L E   D R O I T   A   R E S S E N T I R

Se détendre... Lâcher prise... accepter de se sentir aussi mal, ne pas avoir honte et se dire que sur cette rivière en mouvement perpétuel, si on fait la planche, les membres détendus et les yeux vers le ciel, on flotte. Aller avec le courant. La clé : la confiance. Mais c'est dur, c'est difficile d'avoir confiance en soi et en la vie, y croire. Alors je réclame le droit à mettre à bas ce taboo. Non, on ne va pas toujours bien, non on ne "enjoy" pas toujours la vie. Tout ça, ce ne sont que les slogans publicitaires d'une société qui a tellement peur d'aller mal qu'elle en vient à mettre une pression de dingue et qui ne dit pas son nom sur ses membres. Ces discours n'aident pas, tout le travail maintenant c'est de les déraciner, de se faire confiance, de faire confiance à la vie pour nous emmener là où l'on doit être. Car tout est déjà là, nous sommes là où nous sommes, il n'y a aucun mal à ça. Et on fait de notre mieux. 

N'ayons pas peur d'embrasser tout ce que nous sommes : des êtres vivants et non des machines qui, par conséquent, ne sont pas toujours brancher sur la même émotion de joie. Soyons vivants, avec tout ce que cela implique.  Pour ma part, je lutte un peu en ce moment avec ma volonté de dessiner les grandes lignes de ma vie suite à mon choix de prendre du recul sur mon orientation. Et parfois, alors même qu'on sait que notre vue n'est jamais objective et même un peu rude, on se dit qu'on n'avance pas, que l'on n'est pas la personne que l'on voudrait être, qu'on laisse filer le temps sans saisir notre chance de modeler notre vie.... Mais je souhaite laisser ces peurs s'échapper et pour cela, j'ai besoin de ne pas être toujours en train de me persécuter. De me reprocher de ne pas avoir le moral ou de ne pas parvenir à être aussi active que ces fameux "autres". J'ai besoin de me rappeler que je suis humaine.
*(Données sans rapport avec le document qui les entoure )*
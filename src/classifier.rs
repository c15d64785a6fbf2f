//! Hand side assignment and the per-side landmark cache.
//!
//! The classifier consumes one frame's detector output at a time: each detected hand is labeled
//! by comparing its wrist to the pose wrists, then stored under that label. Queries read the
//! stored state until the next frame overwrites it.

use std::collections::HashMap;

use crate::hand::{HandLandmark, HandLandmarks, Side};
use crate::pose::PoseLandmarks;

/// Reserved return value of [`HandState::distance`] signaling "result unavailable".
///
/// Real distances are never negative, so callers can always tell the two apart. The typed
/// [`HandState::try_distance`] reports the same condition as [`None`] instead.
pub const DISTANCE_UNAVAILABLE: f32 = -1.0;

/// A detached copy of the cached state: side label → landmark name → position.
pub type Snapshot = HashMap<&'static str, HashMap<&'static str, [f32; 3]>>;

/// Assigns a side label to one detected hand.
///
/// The capture is mirrored for selfie view, so the pose wrist matching a hand is the one
/// *farther* from the hand's own wrist; distances are compared in the image plane only. When
/// just one pose wrist is present, that side is assigned unconditionally. Without any wrist
/// reference the hand cannot be labeled and `None` is returned; this is a per-frame data gap,
/// not an error.
pub fn assign_side(hand: &HandLandmarks, pose: Option<&PoseLandmarks>) -> Option<Side> {
    let pose = pose?;
    let wrist = hand.wrist();
    let left = pose.wrist(Side::Left);
    let right = pose.wrist(Side::Right);
    match (left, right) {
        (Some(left), Some(right)) => {
            let d_left = wrist.plane_distance_squared(&left);
            let d_right = wrist.plane_distance_squared(&right);
            if d_left >= d_right {
                Some(Side::Left)
            } else {
                Some(Side::Right)
            }
        }
        (Some(_), None) => Some(Side::Left),
        (None, Some(_)) => Some(Side::Right),
        (None, None) => None,
    }
}

/// Per-side cache of the most recent landmark sets.
///
/// Holds at most one [`HandLandmarks`] per [`Side`]. Each frame's detections overwrite their
/// side's entry wholesale; a side that goes undetected keeps its previous entry until a new
/// detection for it arrives. The cache is reset by dropping the value and creating a new one.
#[derive(Debug, Default, Clone)]
pub struct HandState {
    sides: [Option<HandLandmarks>; 2],
    labels: Vec<Option<Side>>,
}

impl HandState {
    pub fn new() -> Self {
        Self::default()
    }

    /// Ingests one frame's detections.
    ///
    /// Every hand is labeled via [`assign_side`] and stored under its label. Hands that cannot
    /// be labeled are discarded for this frame (they still show up as [`None`] in
    /// [`HandState::labels`]).
    pub fn update(&mut self, hands: &[HandLandmarks], pose: Option<&PoseLandmarks>) {
        self.labels.clear();
        for hand in hands {
            let side = assign_side(hand, pose);
            self.labels.push(side);
            match side {
                Some(side) => self.sides[side as usize] = Some(hand.clone()),
                None => log::debug!("dropping unlabeled hand detection for this frame"),
            }
        }
    }

    /// Returns the cached landmark set for `side`, if one was ever stored.
    pub fn get(&self, side: Side) -> Option<&HandLandmarks> {
        self.sides[side as usize].as_ref()
    }

    /// Returns the labels assigned during the last [`HandState::update`], in detection order.
    pub fn labels(&self) -> &[Option<Side>] {
        &self.labels
    }

    /// Returns `true` while no hand has ever been stored.
    pub fn is_empty(&self) -> bool {
        self.sides.iter().all(Option::is_none)
    }

    /// Computes the 3D distance between two landmarks of one cached hand.
    ///
    /// With a `side` filter only that side's entry is considered; otherwise sides are searched
    /// in [`Side::BOTH`] order and the first populated entry answers the query. Returns [`None`]
    /// when no considered entry is populated.
    pub fn try_distance(
        &self,
        a: HandLandmark,
        b: HandLandmark,
        side: Option<Side>,
    ) -> Option<f32> {
        match side {
            Some(side) => self.measure(side, a, b),
            None => Side::BOTH
                .into_iter()
                .find_map(|side| self.measure(side, a, b)),
        }
    }

    fn measure(&self, side: Side, a: HandLandmark, b: HandLandmark) -> Option<f32> {
        let hand = self.get(side)?;
        Some(hand.get(a).distance_to(&hand.get(b)))
    }

    /// Name-based variant of [`HandState::try_distance`] for host-facing queries.
    ///
    /// Landmark names are matched case-insensitively, the side filter per
    /// [`Side::from_query`]. Every unavailable result, whether from an unknown name, an
    /// unmatched side filter, or an empty cache, is reported as [`DISTANCE_UNAVAILABLE`] rather
    /// than an error.
    pub fn distance(&self, name_a: &str, name_b: &str, side: Option<&str>) -> f32 {
        let (Some(a), Some(b)) = (
            HandLandmark::from_name(name_a),
            HandLandmark::from_name(name_b),
        ) else {
            return DISTANCE_UNAVAILABLE;
        };
        let side = match side {
            Some(query) => match Side::from_query(query) {
                Some(side) => Some(side),
                None => return DISTANCE_UNAVAILABLE,
            },
            None => None,
        };
        self.try_distance(a, b, side).unwrap_or(DISTANCE_UNAVAILABLE)
    }

    /// Returns a deep copy of the cached state, detached from future updates.
    ///
    /// Keys are the canonical side and landmark names, positions plain `[x, y, z]` arrays, so
    /// the result maps directly onto the host environment's data structures.
    pub fn export(&self) -> Snapshot {
        let mut snapshot = Snapshot::new();
        for side in Side::BOTH {
            if let Some(hand) = self.get(side) {
                let points = HandLandmark::ALL
                    .into_iter()
                    .map(|lm| (lm.name(), hand.get(lm).position()))
                    .collect();
                snapshot.insert(side.label(), points);
            }
        }
        snapshot
    }

    /// Serializes [`HandState::export`] for host scripting environments that consume JSON.
    pub fn export_json(&self) -> serde_json::Value {
        serde_json::to_value(self.export()).expect("snapshot serialization cannot fail")
    }
}

#[cfg(test)]
mod tests {
    use approx::assert_relative_eq;

    use crate::landmark::{Landmark, Landmarks};
    use crate::pose::{PoseLandmark, POSE_LANDMARK_COUNT};

    use super::*;

    fn test_hand(wrist: [f32; 3], index_tip: [f32; 3]) -> HandLandmarks {
        let mut positions = [[0.1, 0.1, 0.0]; 21];
        positions[HandLandmark::Wrist as usize] = wrist;
        positions[HandLandmark::IndexFingerTip as usize] = index_tip;
        HandLandmarks::from_positions(&positions).unwrap()
    }

    fn test_pose(left_wrist: Option<[f32; 3]>, right_wrist: Option<[f32; 3]>) -> PoseLandmarks {
        let mut landmarks = Landmarks::new(POSE_LANDMARK_COUNT);
        for i in 0..POSE_LANDMARK_COUNT {
            landmarks.set(i, Landmark::new([0.5, 0.5, 0.0]).with_presence(1.0));
        }
        let mut set_wrist = |idx: PoseLandmark, wrist: Option<[f32; 3]>| {
            let lm = match wrist {
                Some(pos) => Landmark::new(pos).with_presence(1.0),
                None => Landmark::new([0.0; 3]).with_presence(0.0),
            };
            landmarks.set(idx as usize, lm);
        };
        set_wrist(PoseLandmark::LeftWrist, left_wrist);
        set_wrist(PoseLandmark::RightWrist, right_wrist);
        PoseLandmarks::new(landmarks).unwrap()
    }

    #[test]
    fn test_assignment_is_deterministic() {
        let hand = test_hand([0.2, 0.5, 0.0], [0.3, 0.3, 0.0]);
        let pose = test_pose(Some([0.25, 0.5, 0.0]), Some([0.8, 0.5, 0.0]));
        let first = assign_side(&hand, Some(&pose));
        for _ in 0..10 {
            assert_eq!(assign_side(&hand, Some(&pose)), first);
        }
    }

    #[test]
    fn test_mirrored_assignment_picks_farther_wrist() {
        // The hand's wrist is much closer to the left pose wrist, so the mirrored-capture rule
        // labels it as the right hand.
        let hand = test_hand([0.2, 0.5, 0.0], [0.3, 0.3, 0.0]);
        let pose = test_pose(Some([0.25, 0.5, 0.0]), Some([0.8, 0.5, 0.0]));
        assert_eq!(assign_side(&hand, Some(&pose)), Some(Side::Right));

        let far_hand = test_hand([0.85, 0.5, 0.0], [0.9, 0.3, 0.0]);
        assert_eq!(assign_side(&far_hand, Some(&pose)), Some(Side::Left));
    }

    #[test]
    fn test_single_wrist_assigns_unconditionally() {
        let hand = test_hand([0.2, 0.5, 0.0], [0.3, 0.3, 0.0]);
        let pose = test_pose(None, Some([0.21, 0.5, 0.0]));
        assert_eq!(assign_side(&hand, Some(&pose)), Some(Side::Right));

        let pose = test_pose(Some([0.9, 0.9, 0.0]), None);
        assert_eq!(assign_side(&hand, Some(&pose)), Some(Side::Left));
    }

    #[test]
    fn test_unlabelable_hand_is_dropped() {
        let hand = test_hand([0.2, 0.5, 0.0], [0.3, 0.3, 0.0]);
        assert_eq!(assign_side(&hand, None), None);

        let mut state = HandState::new();
        state.update(&[hand.clone()], None);
        assert_eq!(state.labels(), &[None]);
        assert!(state.is_empty());

        let pose = test_pose(None, None);
        state.update(&[hand], Some(&pose));
        assert_eq!(state.labels(), &[None]);
        assert!(state.is_empty());
    }

    #[test]
    fn test_distance_fixture() {
        let mut state = HandState::new();
        let hand = test_hand([0.0, 0.0, 0.0], [3.0, 4.0, 0.0]);
        // Only the left pose wrist is available, so the hand is stored as LEFT_HAND.
        let pose = test_pose(Some([0.5, 0.5, 0.0]), None);
        state.update(&[hand], Some(&pose));

        assert_relative_eq!(
            state.distance("WRIST", "INDEX_FINGER_TIP", Some("left")),
            5.0,
        );
        assert_relative_eq!(
            state.distance("wrist", "index_finger_tip", Some("Left hand")),
            5.0,
        );
    }

    #[test]
    fn test_distance_is_symmetric_and_zero_on_self() {
        let mut state = HandState::new();
        let pose = test_pose(Some([0.5, 0.5, 0.0]), None);
        state.update(&[test_hand([0.1, 0.2, 0.3], [0.7, 0.6, -0.2])], Some(&pose));

        let ab = state.distance("WRIST", "INDEX_FINGER_TIP", None);
        let ba = state.distance("INDEX_FINGER_TIP", "WRIST", None);
        assert!(ab > 0.0);
        assert_relative_eq!(ab, ba);

        assert_eq!(state.distance("WRIST", "WRIST", Some("left")), 0.0);
    }

    #[test]
    fn test_unfiltered_query_searches_all_sides() {
        let mut state = HandState::new();
        let hand = test_hand([0.0, 0.0, 0.0], [3.0, 4.0, 0.0]);
        let pose = test_pose(None, Some([0.5, 0.5, 0.0]));
        state.update(&[hand], Some(&pose));

        assert!(state.get(Side::Left).is_none());
        assert_relative_eq!(state.distance("WRIST", "INDEX_FINGER_TIP", None), 5.0);
    }

    #[test]
    fn test_unavailable_results_use_sentinel() {
        let state = HandState::new();
        assert_eq!(state.distance("WRIST", "THUMB_TIP", None), DISTANCE_UNAVAILABLE);
        assert_eq!(state.try_distance(HandLandmark::Wrist, HandLandmark::ThumbTip, None), None);

        let mut state = HandState::new();
        let pose = test_pose(Some([0.5, 0.5, 0.0]), None);
        state.update(&[test_hand([0.0; 3], [0.1; 3])], Some(&pose));

        // Unknown landmark name.
        assert_eq!(state.distance("WRIST", "ELBOW", None), DISTANCE_UNAVAILABLE);
        // Unparseable side filter.
        assert_eq!(
            state.distance("WRIST", "THUMB_TIP", Some("middle")),
            DISTANCE_UNAVAILABLE,
        );
        // Valid side filter with no stored entry.
        assert_eq!(
            state.distance("WRIST", "THUMB_TIP", Some("right")),
            DISTANCE_UNAVAILABLE,
        );
    }

    #[test]
    fn test_update_overwrites_wholesale() {
        let mut state = HandState::new();
        let pose = test_pose(Some([0.5, 0.5, 0.0]), None);
        state.update(&[test_hand([0.0; 3], [0.1; 3])], Some(&pose));

        let replacement = test_hand([0.4, 0.4, 0.0], [0.9, 0.9, 0.0]);
        state.update(&[replacement.clone()], Some(&pose));
        assert_eq!(state.get(Side::Left), Some(&replacement));
    }

    #[test]
    fn test_stale_state_is_retained() {
        let mut state = HandState::new();
        let pose = test_pose(Some([0.5, 0.5, 0.0]), None);
        let hand = test_hand([0.0, 0.0, 0.0], [3.0, 4.0, 0.0]);
        state.update(&[hand.clone()], Some(&pose));

        let before = state.export();
        state.update(&[], Some(&pose));
        state.update(&[], None);

        assert_eq!(state.get(Side::Left), Some(&hand));
        assert_eq!(state.export(), before);
        assert!(state.labels().is_empty());
    }

    #[test]
    fn test_export_of_empty_state_is_empty() {
        let mut state = HandState::new();
        assert!(state.export().is_empty());

        state.update(&[], None);
        assert!(state.export().is_empty());
    }

    #[test]
    fn test_export_detaches_from_live_state() {
        let mut state = HandState::new();
        let pose = test_pose(Some([0.5, 0.5, 0.0]), None);
        state.update(&[test_hand([0.0; 3], [3.0, 4.0, 0.0])], Some(&pose));

        let snapshot = state.export();
        state.update(&[test_hand([0.9; 3], [0.8; 3])], Some(&pose));

        assert_eq!(snapshot["LEFT_HAND"]["WRIST"], [0.0, 0.0, 0.0]);
        assert_eq!(snapshot["LEFT_HAND"]["INDEX_FINGER_TIP"], [3.0, 4.0, 0.0]);
        assert_eq!(snapshot["LEFT_HAND"].len(), 21);
    }

    #[test]
    fn test_export_json_uses_canonical_keys() {
        let mut state = HandState::new();
        let pose = test_pose(None, Some([0.5, 0.5, 0.0]));
        state.update(&[test_hand([0.0; 3], [0.5, 0.5, 0.5])], Some(&pose));

        let json = state.export_json();
        assert!(json.get("RIGHT_HAND").is_some());
        assert!(json.get("LEFT_HAND").is_none());
        assert_eq!(json["RIGHT_HAND"]["INDEX_FINGER_TIP"][2], 0.5);
        assert_eq!(json["RIGHT_HAND"]["WRIST"][0], 0.0);
    }
}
Je voulais simplement écrire que cela existe, que oui, nous sommes humains. Nous souhaiter beaucoup de détente et de douceur envers nous-même. Surtout lorsque nous traversons des courants froids. Et, très humblement, nous inviter à continuer de cultiver les étincelles pour préserver et nourrir notre feu intérieur. Je me remets de ce pas à venir les accrocher ici, pour doucement baigner à nouveau dans un courant chaud. 

Est-ce que cette métaphore des courants chauds et froids vous parle ? 
Quel est votre avis sur cette question ?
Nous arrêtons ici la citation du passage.